▸ Task instructions
Set down, please, exactly the lines below that run from the line with "filename src/lib.rs" to the line with "creation replay cache", both lines included.

▸ Study material
---+---
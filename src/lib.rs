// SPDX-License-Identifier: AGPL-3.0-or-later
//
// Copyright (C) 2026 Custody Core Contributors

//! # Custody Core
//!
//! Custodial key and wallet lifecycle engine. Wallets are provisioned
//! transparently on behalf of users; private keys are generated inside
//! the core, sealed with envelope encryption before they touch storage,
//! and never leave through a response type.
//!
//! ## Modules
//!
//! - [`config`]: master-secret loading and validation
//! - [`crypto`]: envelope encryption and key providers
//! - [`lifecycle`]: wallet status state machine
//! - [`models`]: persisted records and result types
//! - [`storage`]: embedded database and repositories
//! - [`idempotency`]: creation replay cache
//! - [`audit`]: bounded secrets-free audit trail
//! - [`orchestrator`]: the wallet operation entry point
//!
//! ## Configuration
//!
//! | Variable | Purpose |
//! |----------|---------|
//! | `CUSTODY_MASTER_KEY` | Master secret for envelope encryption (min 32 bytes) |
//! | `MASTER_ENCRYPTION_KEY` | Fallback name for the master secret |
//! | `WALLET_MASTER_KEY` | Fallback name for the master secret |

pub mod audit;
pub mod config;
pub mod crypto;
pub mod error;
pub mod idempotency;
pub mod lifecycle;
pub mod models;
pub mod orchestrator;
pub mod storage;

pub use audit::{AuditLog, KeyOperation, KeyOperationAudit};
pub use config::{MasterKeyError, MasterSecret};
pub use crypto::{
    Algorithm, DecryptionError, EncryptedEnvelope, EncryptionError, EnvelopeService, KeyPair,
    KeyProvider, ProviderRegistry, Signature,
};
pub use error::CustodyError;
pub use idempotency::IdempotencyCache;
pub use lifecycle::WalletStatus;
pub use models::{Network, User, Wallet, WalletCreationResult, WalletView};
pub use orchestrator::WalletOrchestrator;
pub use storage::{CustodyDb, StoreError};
---+---
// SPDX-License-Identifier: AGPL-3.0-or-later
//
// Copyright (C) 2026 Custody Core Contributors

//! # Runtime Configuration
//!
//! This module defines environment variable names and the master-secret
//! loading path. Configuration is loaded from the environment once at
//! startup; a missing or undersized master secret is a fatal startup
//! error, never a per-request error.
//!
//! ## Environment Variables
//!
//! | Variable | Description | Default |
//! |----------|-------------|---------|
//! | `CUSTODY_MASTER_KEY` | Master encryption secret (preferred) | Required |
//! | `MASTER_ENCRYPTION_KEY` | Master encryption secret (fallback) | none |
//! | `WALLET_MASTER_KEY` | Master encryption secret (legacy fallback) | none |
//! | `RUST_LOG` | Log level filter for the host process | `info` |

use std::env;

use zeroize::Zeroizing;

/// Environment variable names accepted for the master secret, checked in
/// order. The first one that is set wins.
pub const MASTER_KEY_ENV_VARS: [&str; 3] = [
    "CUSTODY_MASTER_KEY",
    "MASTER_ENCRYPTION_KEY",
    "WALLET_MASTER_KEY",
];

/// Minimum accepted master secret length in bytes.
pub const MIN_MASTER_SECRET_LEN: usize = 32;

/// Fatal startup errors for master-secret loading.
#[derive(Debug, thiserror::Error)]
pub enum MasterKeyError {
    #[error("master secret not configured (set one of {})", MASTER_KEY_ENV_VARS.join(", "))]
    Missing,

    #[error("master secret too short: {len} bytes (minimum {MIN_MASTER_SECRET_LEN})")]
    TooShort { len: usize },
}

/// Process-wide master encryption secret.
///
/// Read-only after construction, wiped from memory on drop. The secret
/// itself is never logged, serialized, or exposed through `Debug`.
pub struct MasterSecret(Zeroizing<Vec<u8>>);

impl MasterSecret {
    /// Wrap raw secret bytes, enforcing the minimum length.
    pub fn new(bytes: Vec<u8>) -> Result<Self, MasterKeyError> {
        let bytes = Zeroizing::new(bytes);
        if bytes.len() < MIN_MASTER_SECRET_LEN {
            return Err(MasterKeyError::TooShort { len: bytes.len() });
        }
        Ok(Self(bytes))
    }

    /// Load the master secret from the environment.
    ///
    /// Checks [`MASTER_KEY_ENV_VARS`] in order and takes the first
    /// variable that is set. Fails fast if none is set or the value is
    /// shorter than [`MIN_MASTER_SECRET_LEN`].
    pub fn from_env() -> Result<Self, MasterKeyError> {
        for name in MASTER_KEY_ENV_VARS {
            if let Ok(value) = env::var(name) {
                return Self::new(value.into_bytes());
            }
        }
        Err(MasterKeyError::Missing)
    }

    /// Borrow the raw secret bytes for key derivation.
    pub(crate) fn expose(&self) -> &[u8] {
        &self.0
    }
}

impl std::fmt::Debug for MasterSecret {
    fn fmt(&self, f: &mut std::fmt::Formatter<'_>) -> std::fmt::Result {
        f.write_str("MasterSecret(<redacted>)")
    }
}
---+---
▸ Problem solution
filename src/lib.rs
// SPDX-License-Identifier: AGPL-3.0-or-later
//
// Copyright (C) 2026 Custody Core Contributors

//! # Custody Core
//!
//! Custodial key and wallet lifecycle engine. Wallets are provisioned
//! transparently on behalf of users; private keys are generated inside
//! the core, sealed with envelope encryption before they touch storage,
//! and never leave through a response type.
//!
//! ## Modules
//!
//! - [`config`]: master-secret loading and validation
//! - [`crypto`]: envelope encryption and key providers
//! - [`lifecycle`]: wallet status state machine
//! - [`models`]: persisted records and result types
//! - [`storage`]: embedded database and repositories
//! - [`idempotency`]: creation replay cache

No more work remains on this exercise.